In den Quellen gibt es faktisch keine Hinweise auf ein hastiges Vorgehen, im Gegenteil: Die Verhaftungen und die daraus resultierenden Ermittlungen begannen am 21. Januar 1945. Der Leiter des Exekutionskommandos, Karl Wilhelm Beine, sagte aus: „Etwa gegen Anfang Februar 1945 war ich bei einer Konferenz zwischen dem Kriminalrat Hufenstuhl und dem Polizeipräsidenten Krahne zugegen. Es wurde besprochen, wo man 30 Russen erschiessen könnte, und man einigte sich, dass der Schiesstand Burgholz ein geeigneter Platz sei.“7 Anfang Februar 1945 wurde der Gestapobeamte Waldorf vom Gestapoleiter Hufenstuhl mit dem Ausheben einer Grube für die Exekution beauftragt.8 Aus weiteren Zeugenaussagen wissen wir, dass Häftlinge aus dem Polizeigefängnis bereits Anfang Februar 1945 das Massengrab ausheben mussten.9 Die Täter hatten also genug Zeit zur Umsetzung ihres Vorhabens. Das Massaker fand erst vier bis sechs Wochen später statt.
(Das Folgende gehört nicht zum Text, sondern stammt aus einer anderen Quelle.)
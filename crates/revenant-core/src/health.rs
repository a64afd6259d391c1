//! Readiness polling.
//!
//! Connection refusals and request timeouts are the expected state while the
//! service boots, so polling never returns an error: the caller only learns
//! whether the service became healthy within the attempt budget.

use std::time::Duration;

use reqwest::Client;

/// Result of [`HealthWaiter::wait_until_healthy`].
#[derive(Debug, Clone, PartialEq, Eq)]
pub enum HealthOutcome {
    /// A check got a non-error response.
    Healthy {
        /// 1-based attempt that succeeded.
        attempt: u32,
        /// Whether the body carried the expected marker token.
        confirmed: bool,
    },
    /// Every attempt failed.
    TimedOut {
        attempts: u32,
        /// Verbose description of a final diagnostic check.
        diagnostic: String,
    },
}

impl HealthOutcome {
    pub fn is_healthy(&self) -> bool {
        matches!(self, Self::Healthy { .. })
    }
}

enum Check {
    Up { confirmed: bool },
    Down(String),
}

/// Polls a readiness endpoint with bounded per-request timeouts.
#[derive(Debug, Clone)]
pub struct HealthWaiter {
    http: Client,
    marker: String,
}

impl HealthWaiter {
    pub fn new(request_timeout: Duration, marker: impl Into<String>) -> reqwest::Result<Self> {
        let http = Client::builder().timeout(request_timeout).build()?;
        Ok(Self {
            http,
            marker: marker.into(),
        })
    }

    async fn check(&self, url: &str) -> Check {
        match self.http.get(url).send().await {
            Ok(resp) => {
                let status = resp.status();
                if status.is_client_error() || status.is_server_error() {
                    return Check::Down(format!("HTTP {status}"));
                }
                let body = resp.text().await.unwrap_or_default();
                Check::Up {
                    confirmed: body.contains(&self.marker),
                }
            }
            Err(e) => Check::Down(e.to_string()),
        }
    }

    /// Check `url` up to `max_attempts` times, sleeping `interval` after each
    /// failed attempt except the last.
    pub async fn wait_until_healthy(
        &self,
        url: &str,
        max_attempts: u32,
        interval: Duration,
    ) -> HealthOutcome {
        let max_attempts = max_attempts.max(1);

        for attempt in 1..=max_attempts {
            match self.check(url).await {
                Check::Up { confirmed } => {
                    if confirmed {
                        tracing::info!(url, attempt, "service is healthy");
                    } else {
                        tracing::warn!(
                            url,
                            attempt,
                            marker = %self.marker,
                            "service responded but health marker is missing; treating as healthy (unconfirmed)"
                        );
                    }
                    return HealthOutcome::Healthy { attempt, confirmed };
                }
                Check::Down(reason) => {
                    tracing::debug!(url, attempt, reason = %reason, "health check failed");
                    if attempt < max_attempts {
                        tracing::info!(
                            "waiting for service ({attempt}/{max_attempts}), retrying in {}s",
                            interval.as_secs()
                        );
                        tokio::time::sleep(interval).await;
                    }
                }
            }
        }

        let diagnostic = self.diagnose(url).await;
        tracing::error!(
            url,
            attempts = max_attempts,
            diagnostic = %diagnostic,
            "service did not become healthy"
        );
        HealthOutcome::TimedOut {
            attempts: max_attempts,
            diagnostic,
        }
    }

    /// One verbose check for the failure report.
    async fn diagnose(&self, url: &str) -> String {
        match self.http.get(url).send().await {
            Ok(resp) => {
                let status = resp.status();
                let headers = resp
                    .headers()
                    .iter()
                    .map(|(k, v)| format!("{k}: {}", v.to_str().unwrap_or("<binary>")))
                    .collect::<Vec<_>>()
                    .join("; ");
                let body = resp.text().await.unwrap_or_default();
                format!("GET {url} -> HTTP {status}; headers: [{headers}]; body: {body}")
            }
            Err(e) => format!("GET {url} -> {e:?}"),
        }
    }
}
Die Ermittlungen und Folterverhöre übernahm das für Einbruch und Diebstahl zuständige 2. Kommissariat der Kriminalpolizei. Nach Abschluss der kriminalpolizeilichen Ermittlungen wurde der „Vorgang“ – wie bei „Ausländersachen“ üblich – der Gestapo „zur weiteren Veranlassung“ übergeben. Über die daraus für die ausgewählten Häftlinge resultierenden Folgen konnte spätestens zu diesem Zeitpunkt wohl kein Zweifel mehr bestehen.